_WHAT TO PRODUCE:_ From the entries that follow, copy exactly the lines beginning at the line holding "filename a3c/gradients.rs" and continuing through the line holding "if variables.len() != self.buffers.len()".

───── EXERCISE DATA ─────

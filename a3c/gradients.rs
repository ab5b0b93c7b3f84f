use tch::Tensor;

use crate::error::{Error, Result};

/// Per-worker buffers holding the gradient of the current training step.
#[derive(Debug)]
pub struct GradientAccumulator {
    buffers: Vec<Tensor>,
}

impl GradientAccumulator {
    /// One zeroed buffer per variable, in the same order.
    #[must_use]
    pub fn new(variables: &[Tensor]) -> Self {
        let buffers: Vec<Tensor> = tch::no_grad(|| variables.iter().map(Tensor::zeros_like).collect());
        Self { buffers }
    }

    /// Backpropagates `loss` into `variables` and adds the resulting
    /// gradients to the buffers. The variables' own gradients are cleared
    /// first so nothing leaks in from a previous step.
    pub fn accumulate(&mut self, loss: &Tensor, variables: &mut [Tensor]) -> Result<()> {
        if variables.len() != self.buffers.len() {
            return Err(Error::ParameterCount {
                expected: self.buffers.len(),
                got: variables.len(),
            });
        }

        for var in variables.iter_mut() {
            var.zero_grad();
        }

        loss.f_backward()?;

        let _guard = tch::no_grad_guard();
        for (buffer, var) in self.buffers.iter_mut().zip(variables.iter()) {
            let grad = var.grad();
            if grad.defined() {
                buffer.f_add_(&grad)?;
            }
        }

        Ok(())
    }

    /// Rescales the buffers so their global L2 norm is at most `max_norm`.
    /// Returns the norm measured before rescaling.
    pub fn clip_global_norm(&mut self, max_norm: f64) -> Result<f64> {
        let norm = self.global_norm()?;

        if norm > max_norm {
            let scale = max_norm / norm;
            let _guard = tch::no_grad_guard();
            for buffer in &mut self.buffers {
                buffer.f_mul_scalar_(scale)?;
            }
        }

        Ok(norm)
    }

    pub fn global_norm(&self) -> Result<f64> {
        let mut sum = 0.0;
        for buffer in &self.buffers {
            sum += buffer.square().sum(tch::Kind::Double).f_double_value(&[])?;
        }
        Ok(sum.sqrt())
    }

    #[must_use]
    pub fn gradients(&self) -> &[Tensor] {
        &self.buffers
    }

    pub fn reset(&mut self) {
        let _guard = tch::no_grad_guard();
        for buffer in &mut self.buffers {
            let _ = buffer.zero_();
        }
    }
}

─────
───── EXERCISE DATA ─────

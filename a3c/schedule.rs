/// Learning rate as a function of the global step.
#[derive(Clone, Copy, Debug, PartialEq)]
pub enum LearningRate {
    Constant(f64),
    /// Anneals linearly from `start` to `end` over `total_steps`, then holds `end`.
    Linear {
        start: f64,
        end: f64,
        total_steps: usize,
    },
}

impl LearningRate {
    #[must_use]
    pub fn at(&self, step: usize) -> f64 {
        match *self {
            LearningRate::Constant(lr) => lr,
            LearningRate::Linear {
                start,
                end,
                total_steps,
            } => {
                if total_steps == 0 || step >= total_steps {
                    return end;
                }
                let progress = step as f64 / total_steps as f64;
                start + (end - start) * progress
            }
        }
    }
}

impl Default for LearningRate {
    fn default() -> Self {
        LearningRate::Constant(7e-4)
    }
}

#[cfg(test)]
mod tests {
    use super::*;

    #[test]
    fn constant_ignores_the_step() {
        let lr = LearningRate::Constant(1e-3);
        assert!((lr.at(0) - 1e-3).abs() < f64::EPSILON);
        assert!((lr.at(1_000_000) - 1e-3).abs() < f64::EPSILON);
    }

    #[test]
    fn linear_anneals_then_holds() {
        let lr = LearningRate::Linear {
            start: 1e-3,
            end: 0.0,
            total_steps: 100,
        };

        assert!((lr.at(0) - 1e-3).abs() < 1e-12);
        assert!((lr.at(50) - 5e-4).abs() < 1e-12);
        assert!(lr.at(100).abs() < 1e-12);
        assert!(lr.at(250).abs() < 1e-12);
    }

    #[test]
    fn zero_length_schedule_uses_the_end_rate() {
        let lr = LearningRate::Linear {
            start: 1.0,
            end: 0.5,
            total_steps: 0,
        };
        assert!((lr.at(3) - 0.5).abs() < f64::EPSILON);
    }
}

─────

_ANSWER AREA:_
filename a3c/gradients.rs
repository ab5b0b93c7b3f84f
use tch::Tensor;

use crate::error::{Error, Result};

/// Per-worker buffers holding the gradient of the current training step.
#[derive(Debug)]
pub struct GradientAccumulator {
    buffers: Vec<Tensor>,
}

impl GradientAccumulator {
    /// One zeroed buffer per variable, in the same order.
    #[must_use]
    pub fn new(variables: &[Tensor]) -> Self {
        let buffers: Vec<Tensor> = tch::no_grad(|| variables.iter().map(Tensor::zeros_like).collect());
        Self { buffers }
    }

    /// Backpropagates `loss` into `variables` and adds the resulting
    /// gradients to the buffers. The variables' own gradients are cleared
    /// first so nothing leaks in from a previous step.
    pub fn accumulate(&mut self, loss: &Tensor, variables: &mut [Tensor]) -> Result<()> {
        if variables.len() != self.buffers.len() {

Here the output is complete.